Global predicate detection is an important problem in many distributed systems. It aims at detecting whether a certain distributed property has been satisfied during the system execution. The traditional detection algorithms are based on logical clocks. They explore the causal relationship between events occurring during the system execution. However, this makes these algorithms not suitable to detect global properties in physical time. Furthermore, in arising new types of distributed systems, such as wireless sensor networks and modular robotics, where events are locality driven and the scale of the system is large with individual process having limited computation resources, the traditional algorithms simply cannot handle the complexities.
To address these issues, we first propose the concept of locality-aware predicate (LAP) which aims at detecting predicates within a local region. Although a LAP is defined only within a local region, observing the local area consistently requires considering the entire system in a consistent manner. This raises the challenge of making the complexities of the corresponding detection algorithms scale-free. We design algorithms for detecting both stable and unstable LAPs and show that they are scale-free.
We also propose the methodology of hierarchical repeated detection. This approach of detecting predicates relies only on neighborhood communication to collaboratively detect global predicates. Compared with the traditional detection algorithms, hierarchical detection incurs a much smaller cost which is distributed across the entire system, and is capable of continuing the detection even when individual node crashes during the detection. The performance evaluation of our proposed algorithm shows its great potential for detecting predicates in networks where individual process only has limited resources and is prone to crash failure.

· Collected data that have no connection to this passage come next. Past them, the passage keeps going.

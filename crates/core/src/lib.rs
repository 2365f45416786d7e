//! # Tally Core
//!
//! Domain types, traits, and error definitions for the Tally expense
//! assistant. This crate has no HTTP or runtime dependencies; it defines
//! the model every other crate works against:
//!
//! - [`Message`] / [`Role`]: one turn of the transcript
//! - [`ConversationHistory`]: the transcript, seeded with a system prompt
//! - [`DashboardSnapshot`]: labelled expense data sent with each question
//! - [`ApiKey`]: the provider secret, never printed in full
//! - [`Provider`]: one attempt against a chat-completion backend

pub mod api_key;
pub mod conversation;
pub mod error;
pub mod message;
pub mod provider;
pub mod snapshot;

// Re-export key types at crate root for ergonomics
pub use api_key::ApiKey;
pub use conversation::{ConversationHistory, ConversationId};
pub use error::{AssistantError, Result};
pub use message::{Message, Role};
pub use provider::{CompletionRequest, Provider};
pub use snapshot::DashboardSnapshot;
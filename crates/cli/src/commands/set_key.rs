//! `tally set-key`: Store the API key in the config file.

use tally_config::AppConfig;
use tally_core::ApiKey;

pub async fn run(key: &str) -> Result<(), Box<dyn std::error::Error>> {
    let config_path = AppConfig::config_path();
    let config = AppConfig::save_api_key(&config_path, key)?;

    match config.api_key.as_deref().map(ApiKey::new) {
        Some(Ok(key)) => println!("✅ Saved API key {} to {}", key.masked(), config_path.display()),
        _ => println!("✅ Removed stored API key from {}", config_path.display()),
    }

    Ok(())
}
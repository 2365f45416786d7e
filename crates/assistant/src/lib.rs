//! The Tally expense assistant.
//!
//! Front ends hand [`AssistantClient`] a question and the current dashboard
//! figures; the client keeps the conversation, talks to the model through
//! the retrying executor, and returns the reply text.
//!
//! ```no_run
//! # async fn demo() -> tally_core::Result<()> {
//! use tally_assistant::{AssistantClient, AssistantSettings};
//! use tally_core::DashboardSnapshot;
//!
//! let client = AssistantClient::new("sk-...", AssistantSettings::default())?;
//! let snapshot = DashboardSnapshot::new().with("totalExpenses", "120.00");
//! let reply = client.process_question("How much did I spend?", &snapshot).await?;
//! println!("{reply}");
//! # Ok(())
//! # }
//! ```

pub mod client;
pub mod formatter;

#[cfg(test)]
mod test_helpers;

pub use client::{AssistantClient, AssistantSettings, SYSTEM_PROMPT, describe_error};
pub use formatter::format_question;
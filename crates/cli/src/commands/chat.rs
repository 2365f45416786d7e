//! `tally chat`: Interactive conversation about a dashboard snapshot.

use std::io::Write;
use std::path::Path;

use tally_assistant::{AssistantClient, describe_error};
use tally_core::DashboardSnapshot;
use tokio::io::{AsyncBufRead, AsyncBufReadExt, BufReader, Lines};
use tokio::sync::mpsc;
use tracing::{info, warn};

use super::{build_client, interrupts, load_snapshot, run_exchange};

/// What a line typed at the prompt asks for.
#[derive(Debug, PartialEq, Eq)]
enum Input<'a> {
    Skip,
    Exit,
    Clear,
    History,
    Question(&'a str),
}

fn parse_input(line: &str) -> Input<'_> {
    match line.trim() {
        "" => Input::Skip,
        "exit" | "quit" => Input::Exit,
        "/clear" => Input::Clear,
        "/history" => Input::History,
        question => Input::Question(question),
    }
}

pub async fn run(snapshot_path: &Path) -> Result<(), Box<dyn std::error::Error>> {
    let snapshot = load_snapshot(snapshot_path)?;
    let (config, client) = build_client()?;

    println!();
    println!("  Tally Assistant: Interactive Mode");
    println!();
    println!("  Model:     {}", config.model);
    println!("  Snapshot:  {} ({} entries)", snapshot_path.display(), snapshot.len());
    println!();
    println!("  Ask about your expenses and press Enter.");
    println!("  /clear resets the conversation, /history shows its size.");
    println!("  Ctrl+C cancels a pending answer, or quits at the prompt; 'exit' quits too.");
    println!();

    let lines = BufReader::new(tokio::io::stdin()).lines();
    let mut interrupts = interrupts();
    repl(&client, &snapshot, lines, &mut interrupts).await?;

    println!();
    println!("  Goodbye!");
    println!();

    Ok(())
}

/// The prompt loop. An interrupt cancels the exchange in progress; at the
/// prompt it ends the session.
async fn repl<R>(
    client: &AssistantClient,
    snapshot: &DashboardSnapshot,
    mut lines: Lines<R>,
    interrupts: &mut mpsc::UnboundedReceiver<()>,
) -> Result<(), Box<dyn std::error::Error>>
where
    R: AsyncBufRead + Unpin,
{
    loop {
        print!("  You > ");
        std::io::stdout().flush()?;

        let line = tokio::select! {
            line = lines.next_line() => line?,
            Some(()) = interrupts.recv() => {
                info!("Interrupt at the prompt, ending session");
                break;
            }
        };
        let Some(line) = line else {
            break;
        };

        match parse_input(&line) {
            Input::Skip => {}
            Input::Exit => break,
            Input::Clear => {
                client.clear_conversation().await;
                println!("  Conversation cleared.");
            }
            Input::History => {
                println!("  {} messages in the conversation.", client.history_len().await);
            }
            Input::Question(question) => {
                eprint!("  ...");
                let result = run_exchange(client, question, snapshot, interrupts).await;
                eprint!("\r     \r");

                match result {
                    Ok(reply) => {
                        println!();
                        for line in reply.lines() {
                            println!("  Assistant > {line}");
                        }
                        println!();
                    }
                    Err(e) => {
                        warn!(error = %e, "Question failed");
                        eprintln!("  {}", describe_error(&e));
                        println!();
                    }
                }
            }
        }
    }

    Ok(())
}

#[cfg(test)]
mod tests {
    use super::*;
    use std::sync::Arc;
    use std::time::Duration;
    use tally_assistant::AssistantSettings;
    use tally_core::{CompletionRequest, Provider};
    use tokio::io::AsyncWriteExt;
    use tokio::sync::Notify;

    /// Never answers; tells the test when a request has started.
    #[derive(Default)]
    struct StuckProvider {
        started: Notify,
    }

    #[async_trait::async_trait]
    impl Provider for StuckProvider {
        fn name(&self) -> &str {
            "stuck"
        }

        async fn complete(&self, _request: &CompletionRequest) -> tally_core::Result<String> {
            self.started.notify_one();
            std::future::pending().await
        }
    }

    fn session() -> (Arc<StuckProvider>, AssistantClient, DashboardSnapshot) {
        let provider = Arc::new(StuckProvider::default());
        let client = AssistantClient::with_provider(provider.clone(), AssistantSettings::default());
        let snapshot = DashboardSnapshot::new().with("totalExpenses", "120.00");
        (provider, client, snapshot)
    }

    #[tokio::test]
    async fn interrupt_at_prompt_ends_session() {
        let (_provider, client, snapshot) = session();
        // Keep the writer alive so stdin never reaches EOF.
        let (_writer, reader) = tokio::io::duplex(64);
        let (tx, mut rx) = mpsc::unbounded_channel();
        tx.send(()).unwrap();

        let outcome = tokio::time::timeout(
            Duration::from_secs(5),
            repl(&client, &snapshot, BufReader::new(reader).lines(), &mut rx),
        )
        .await;
        assert!(outcome.expect("session should end on interrupt").is_ok());
    }

    #[tokio::test]
    async fn interrupt_cancels_pending_question_and_session_continues() {
        let (provider, client, snapshot) = session();
        let (mut writer, reader) = tokio::io::duplex(256);
        let (tx, mut rx) = mpsc::unbounded_channel();

        let driver = async {
            writer.write_all(b"How much did I spend?\n").await.unwrap();
            provider.started.notified().await;
            tx.send(()).unwrap();
            writer.write_all(b"/history\nexit\n").await.unwrap();
        };
        let (outcome, ()) = tokio::time::timeout(
            Duration::from_secs(5),
            async {
                tokio::join!(
                    repl(&client, &snapshot, BufReader::new(reader).lines(), &mut rx),
                    driver
                )
            },
        )
        .await
        .expect("session should finish after the interrupt");

        assert!(outcome.is_ok());
        assert_eq!(client.history_len().await, 1);
    }

    #[tokio::test]
    async fn closed_interrupt_channel_does_not_end_session() {
        let (_provider, client, snapshot) = session();
        let (mut writer, reader) = tokio::io::duplex(64);
        let (tx, mut rx) = mpsc::unbounded_channel::<()>();
        drop(tx);

        writer.write_all(b"/clear\nexit\n").await.unwrap();
        let outcome = repl(&client, &snapshot, BufReader::new(reader).lines(), &mut rx).await;
        assert!(outcome.is_ok());
        assert_eq!(client.history_len().await, 1);
    }

    #[test]
    fn recognises_commands() {
        assert_eq!(parse_input("  exit "), Input::Exit);
        assert_eq!(parse_input("quit"), Input::Exit);
        assert_eq!(parse_input("/clear"), Input::Clear);
        assert_eq!(parse_input("/history"), Input::History);
        assert_eq!(parse_input("   "), Input::Skip);
    }

    #[test]
    fn anything_else_is_a_question() {
        assert_eq!(
            parse_input(" What's my biggest category? "),
            Input::Question("What's my biggest category?")
        );
        assert_eq!(parse_input("/unknown"), Input::Question("/unknown"));
    }
}
//! Dashboard snapshots.
//!
//! A [`DashboardSnapshot`] is the labelled summary the persistence layer
//! hands over with every question (total spent, per-category totals,
//! recent transactions). The assistant only ever sees it as text.

use serde_json::Value;

use crate::error::{AssistantError, Result};

/// Ordered label → value pairs. Iteration follows insertion order.
#[derive(Debug, Clone, Default, PartialEq, Eq)]
pub struct DashboardSnapshot {
    entries: Vec<(String, String)>,
}

impl DashboardSnapshot {
    pub fn new() -> Self {
        Self::default()
    }

    /// Insert a value. Re-inserting a label replaces its value in place.
    pub fn insert(&mut self, label: impl Into<String>, value: impl std::fmt::Display) {
        let label = label.into();
        let value = value.to_string();
        match self.entries.iter_mut().find(|(l, _)| *l == label) {
            Some(entry) => entry.1 = value,
            None => self.entries.push((label, value)),
        }
    }

    /// Builder-style [`insert`](Self::insert).
    pub fn with(mut self, label: impl Into<String>, value: impl std::fmt::Display) -> Self {
        self.insert(label, value);
        self
    }

    /// Build a snapshot from a JSON object, keeping document order.
    ///
    /// Nested objects render as `key: value` pairs joined by `, ` and
    /// arrays as items joined by `; `, so per-category totals and recent
    /// transactions stay readable on one line each.
    pub fn from_json(value: &Value) -> Result<Self> {
        let Value::Object(map) = value else {
            return Err(AssistantError::invalid(
                "dashboard snapshot must be a JSON object of label/value pairs",
            ));
        };

        let entries = map
            .iter()
            .map(|(label, value)| (label.clone(), render_value(value)))
            .collect();
        Ok(Self { entries })
    }

    pub fn iter(&self) -> impl Iterator<Item = (&str, &str)> {
        self.entries.iter().map(|(l, v)| (l.as_str(), v.as_str()))
    }

    pub fn get(&self, label: &str) -> Option<&str> {
        self.entries
            .iter()
            .find(|(l, _)| l == label)
            .map(|(_, v)| v.as_str())
    }

    pub fn len(&self) -> usize {
        self.entries.len()
    }

    pub fn is_empty(&self) -> bool {
        self.entries.is_empty()
    }
}

impl<L: Into<String>, V: std::fmt::Display> FromIterator<(L, V)> for DashboardSnapshot {
    fn from_iter<I: IntoIterator<Item = (L, V)>>(iter: I) -> Self {
        let mut snapshot = Self::new();
        for (label, value) in iter {
            snapshot.insert(label, value);
        }
        snapshot
    }
}

fn render_value(value: &Value) -> String {
    match value {
        Value::Null => "n/a".into(),
        Value::String(s) => s.clone(),
        Value::Bool(_) | Value::Number(_) => value.to_string(),
        Value::Array(items) => items.iter().map(render_value).collect::<Vec<_>>().join("; "),
        Value::Object(map) => map
            .iter()
            .map(|(k, v)| format!("{k}: {}", render_value(v)))
            .collect::<Vec<_>>()
            .join(", "),
    }
}
//! The conversation store.
//!
//! A [`ConversationHistory`] is the ordered transcript one assistant client
//! sends to the model on every call. It always starts with exactly one
//! system message; nothing but [`ConversationHistory::reset`] may replace
//! or remove it.

use chrono::{DateTime, Utc};
use serde::{Deserialize, Serialize};
use tracing::{debug, info};
use uuid::Uuid;

use crate::error::{AssistantError, Result};
use crate::message::{Message, Role};

/// Smallest window that still holds the system message and one exchange.
const MIN_WINDOW: usize = 3;

/// Unique identifier for a conversation.
#[derive(Debug, Clone, PartialEq, Eq, Hash, Serialize, Deserialize)]
pub struct ConversationId(pub String);

impl ConversationId {
    pub fn new() -> Self {
        Self(Uuid::new_v4().to_string())
    }
}

impl Default for ConversationId {
    fn default() -> Self {
        Self::new()
    }
}

impl std::fmt::Display for ConversationId {
    fn fmt(&self, f: &mut std::fmt::Formatter<'_>) -> std::fmt::Result {
        write!(f, "{}", self.0)
    }
}

/// Ordered, append-only transcript seeded with a system instruction.
///
/// Not internally synchronized: the owner must make sure only one
/// append/send cycle runs at a time.
#[derive(Debug, Clone)]
pub struct ConversationHistory {
    id: ConversationId,
    system_prompt: String,
    messages: Vec<Message>,
    max_messages: Option<usize>,
    created_at: DateTime<Utc>,
    updated_at: DateTime<Utc>,
}

impl ConversationHistory {
    /// Create a history holding only the system message.
    pub fn new(system_prompt: impl Into<String>) -> Self {
        let now = Utc::now();
        let system_prompt = system_prompt.into();
        Self {
            id: ConversationId::new(),
            messages: vec![Message::system(system_prompt.clone())],
            system_prompt,
            max_messages: None,
            created_at: now,
            updated_at: now,
        }
    }

    /// Cap the transcript length. Older exchanges are dropped in
    /// user/assistant pairs; the system message always survives.
    /// Values below 3 are raised to 3.
    pub fn with_max_messages(mut self, max: Option<usize>) -> Self {
        self.max_messages = max.map(|m| m.max(MIN_WINDOW));
        self.trim();
        self
    }

    /// Replace the whole sequence with a fresh single system message.
    pub fn reset(&mut self) {
        let dropped = self.messages.len() - 1;
        let now = Utc::now();
        self.id = ConversationId::new();
        self.messages = vec![Message::system(self.system_prompt.clone())];
        self.created_at = now;
        self.updated_at = now;
        info!(conversation = %self.id, dropped, created_at = %self.created_at, "Conversation reset");
    }

    /// Append one user or assistant message to the end.
    pub fn append(&mut self, message: Message) -> Result<()> {
        if message.role() == Role::System {
            return Err(AssistantError::invalid(
                "the system message is fixed; only user and assistant turns can be appended",
            ));
        }
        self.messages.push(message);
        self.updated_at = Utc::now();
        self.trim();
        Ok(())
    }

    /// Record a completed exchange: the user turn and its reply, in order.
    pub fn commit_exchange(&mut self, user: Message, assistant: Message) -> Result<()> {
        if user.role() != Role::User || assistant.role() != Role::Assistant {
            return Err(AssistantError::invalid(
                "an exchange is one user message followed by one assistant message",
            ));
        }
        self.messages.push(user);
        self.messages.push(assistant);
        self.updated_at = Utc::now();
        self.trim();
        debug!(
            conversation = %self.id,
            len = self.messages.len(),
            created_at = %self.created_at,
            updated_at = %self.updated_at,
            "Exchange committed"
        );
        Ok(())
    }

    /// The full ordered transcript, system message first.
    pub fn snapshot(&self) -> &[Message] {
        &self.messages
    }

    pub fn len(&self) -> usize {
        self.messages.len()
    }

    /// Always false: the system message is never removed.
    pub fn is_empty(&self) -> bool {
        self.messages.is_empty()
    }

    pub fn system_prompt(&self) -> &str {
        &self.system_prompt
    }

    pub fn id(&self) -> &ConversationId {
        &self.id
    }

    pub fn max_messages(&self) -> Option<usize> {
        self.max_messages
    }

    pub fn created_at(&self) -> DateTime<Utc> {
        self.created_at
    }

    pub fn updated_at(&self) -> DateTime<Utc> {
        self.updated_at
    }

    fn trim(&mut self) {
        let Some(max) = self.max_messages else {
            return;
        };
        if self.messages.len() <= max {
            return;
        }

        // Drop whole exchanges so the window never starts with a dangling reply.
        let excess = self.messages.len() - max;
        let drop = excess + excess % 2;
        let drop = drop.min(self.messages.len() - 1);
        self.messages.drain(1..1 + drop);
        debug!(conversation = %self.id, dropped = drop, "Trimmed conversation window");
    }
}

Furthermore, we propose the Instantaneously detection algorithm which is built on top of the hierarchical detection methodology. We combine several approximation techniques with the hierarchical detection method to make the algorithm capable of detecting predicates in physical time even when synchronized physical clock is not available in the system. Since the detection is achieved via neighborhood communication only, this algorithm can detect predicates in physical time with a high accuracy while still relies solely on logical clocks.
History
Advisor
Kshemkalyani, Ajay D.
Department
Computer Science
Degree Grantor
University of Illinois at Chicago
Degree Level
Doctoral
Committee Member
Khokhar, Ashfaq
Buy, Ugo
Zhang, Kunpeng
Venkatakrishnan, Venkat N.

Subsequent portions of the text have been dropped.